A faithful copy of the whole listing is required, with nothing left out.

Dataset records –
========================================
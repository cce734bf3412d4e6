//! Key-Value Stores
//!
//! Small string key-value stores backing session persistence.

use std::collections::HashMap;
use std::path::{Path, PathBuf};
use std::sync::{Mutex, RwLock};

use super::{SessionError, SessionResult};

/// Persistent string storage with `get/set/remove`
pub trait KeyValueStore: Send + Sync {
    fn get(&self, key: &str) -> SessionResult<Option<String>>;

    fn set(&self, key: &str, value: &str) -> SessionResult<()>;

    fn remove(&self, key: &str) -> SessionResult<()>;
}

/// In-memory store, lost when dropped
#[derive(Debug, Default)]
pub struct MemoryStore {
    entries: RwLock<HashMap<String, String>>,
}

impl MemoryStore {
    pub fn new() -> Self {
        Self::default()
    }
}

impl KeyValueStore for MemoryStore {
    fn get(&self, key: &str) -> SessionResult<Option<String>> {
        let entries = self
            .entries
            .read()
            .map_err(|e| SessionError::Lock(e.to_string()))?;
        Ok(entries.get(key).cloned())
    }

    fn set(&self, key: &str, value: &str) -> SessionResult<()> {
        let mut entries = self
            .entries
            .write()
            .map_err(|e| SessionError::Lock(e.to_string()))?;
        entries.insert(key.to_string(), value.to_string());
        Ok(())
    }

    fn remove(&self, key: &str) -> SessionResult<()> {
        let mut entries = self
            .entries
            .write()
            .map_err(|e| SessionError::Lock(e.to_string()))?;
        entries.remove(key);
        Ok(())
    }
}

/// Store persisted as a single JSON object on disk.
///
/// The whole file is read and rewritten on every operation; it only ever
/// holds a handful of keys.
#[derive(Debug)]
pub struct FileStore {
    path: PathBuf,
    lock: Mutex<()>,
}

impl FileStore {
    pub fn new(path: impl Into<PathBuf>) -> Self {
        Self {
            path: path.into(),
            lock: Mutex::new(()),
        }
    }

    pub fn path(&self) -> &Path {
        &self.path
    }

    fn read_all(&self) -> SessionResult<HashMap<String, String>> {
        match std::fs::read_to_string(&self.path) {
            Ok(content) if content.trim().is_empty() => Ok(HashMap::new()),
            Ok(content) => Ok(serde_json::from_str(&content)?),
            Err(e) if e.kind() == std::io::ErrorKind::NotFound => Ok(HashMap::new()),
            Err(e) => Err(e.into()),
        }
    }

    fn write_all(&self, entries: &HashMap<String, String>) -> SessionResult<()> {
        if let Some(parent) = self.path.parent() {
            if !parent.as_os_str().is_empty() {
                std::fs::create_dir_all(parent)?;
            }
        }

        // Write to a sibling file first so a crash never leaves half a file
        let tmp = self.path.with_extension("json.tmp");
        std::fs::write(&tmp, serde_json::to_vec_pretty(entries)?)?;
        std::fs::rename(&tmp, &self.path)?;
        Ok(())
    }
}

impl KeyValueStore for FileStore {
    fn get(&self, key: &str) -> SessionResult<Option<String>> {
        let _guard = self.lock.lock().map_err(|e| SessionError::Lock(e.to_string()))?;
        Ok(self.read_all()?.remove(key))
    }

    fn set(&self, key: &str, value: &str) -> SessionResult<()> {
        let _guard = self.lock.lock().map_err(|e| SessionError::Lock(e.to_string()))?;
        let mut entries = self.read_all()?;
        entries.insert(key.to_string(), value.to_string());
        self.write_all(&entries)
    }

    fn remove(&self, key: &str) -> SessionResult<()> {
        let _guard = self.lock.lock().map_err(|e| SessionError::Lock(e.to_string()))?;
        let mut entries = self.read_all()?;
        if entries.remove(key).is_some() {
            self.write_all(&entries)?;
        }
        Ok(())
    }
}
========================================
Exercise output –
repository cce734bf3412d4e6
//! Key-Value Stores
//!
//! Small string key-value stores backing session persistence.

use std::collections::HashMap;
use std::path::{Path, PathBuf};
use std::sync::{Mutex, RwLock};

use super::{SessionError, SessionResult};

/// Persistent string storage with `get/set/remove`
pub trait KeyValueStore: Send + Sync {
    fn get(&self, key: &str) -> SessionResult<Option<String>>;

    fn set(&self, key: &str, value: &str) -> SessionResult<()>;

    fn remove(&self, key: &str) -> SessionResult<()>;
}

/// In-memory store, lost when dropped
#[derive(Debug, Default)]
pub struct MemoryStore {
    entries: RwLock<HashMap<String, String>>,
}

impl MemoryStore {
    pub fn new() -> Self {
        Self::default()
    }
}

impl KeyValueStore for MemoryStore {
    fn get(&self, key: &str) -> SessionResult<Option<String>> {
        let entries = self
            .entries
            .read()
            .map_err(|e| SessionError::Lock(e.to_string()))?;
        Ok(entries.get(key).cloned())
    }

    fn set(&self, key: &str, value: &str) -> SessionResult<()> {
        let mut entries = self
            .entries
            .write()
            .map_err(|e| SessionError::Lock(e.to_string()))?;
        entries.insert(key.to_string(), value.to_string());
        Ok(())
    }

    fn remove(&self, key: &str) -> SessionResult<()> {
        let mut entries = self
            .entries
            .write()
            .map_err(|e| SessionError::Lock(e.to_string()))?;
        entries.remove(key);
        Ok(())
    }
}

/// Store persisted as a single JSON object on disk.
///
/// The whole file is read and rewritten on every operation; it only ever
/// holds a handful of keys.
#[derive(Debug)]
pub struct FileStore {
    path: PathBuf,
    lock: Mutex<()>,
}

impl FileStore {
    pub fn new(path: impl Into<PathBuf>) -> Self {
        Self {
            path: path.into(),
            lock: Mutex::new(()),
        }
    }

    pub fn path(&self) -> &Path {
        &self.path
    }

    fn read_all(&self) -> SessionResult<HashMap<String, String>> {
        match std::fs::read_to_string(&self.path) {
            Ok(content) if content.trim().is_empty() => Ok(HashMap::new()),
            Ok(content) => Ok(serde_json::from_str(&content)?),
            Err(e) if e.kind() == std::io::ErrorKind::NotFound => Ok(HashMap::new()),
            Err(e) => Err(e.into()),
        }
    }

    fn write_all(&self, entries: &HashMap<String, String>) -> SessionResult<()> {
        if let Some(parent) = self.path.parent() {
            if !parent.as_os_str().is_empty() {
                std::fs::create_dir_all(parent)?;
            }
        }

        // Write to a sibling file first so a crash never leaves half a file
        let tmp = self.path.with_extension("json.tmp");
        std::fs::write(&tmp, serde_json::to_vec_pretty(entries)?)?;
        std::fs::rename(&tmp, &self.path)?;
        Ok(())
    }
}

impl KeyValueStore for FileStore {
    fn get(&self, key: &str) -> SessionResult<Option<String>> {
        let _guard = self.lock.lock().map_err(|e| SessionError::Lock(e.to_string()))?;
        Ok(self.read_all()?.remove(key))
    }

    fn set(&self, key: &str, value: &str) -> SessionResult<()> {
        let _guard = self.lock.lock().map_err(|e| SessionError::Lock(e.to_string()))?;
        let mut entries = self.read_all()?;
        entries.insert(key.to_string(), value.to_string());
        self.write_all(&entries)
    }

    fn remove(&self, key: &str) -> SessionResult<()> {
        let _guard = self.lock.lock().map_err(|e| SessionError::Lock(e.to_string()))?;
        let mut entries = self.read_all()?;
        if entries.remove(key).is_some() {
            self.write_all(&entries)?;
        }
        Ok(())
    }
}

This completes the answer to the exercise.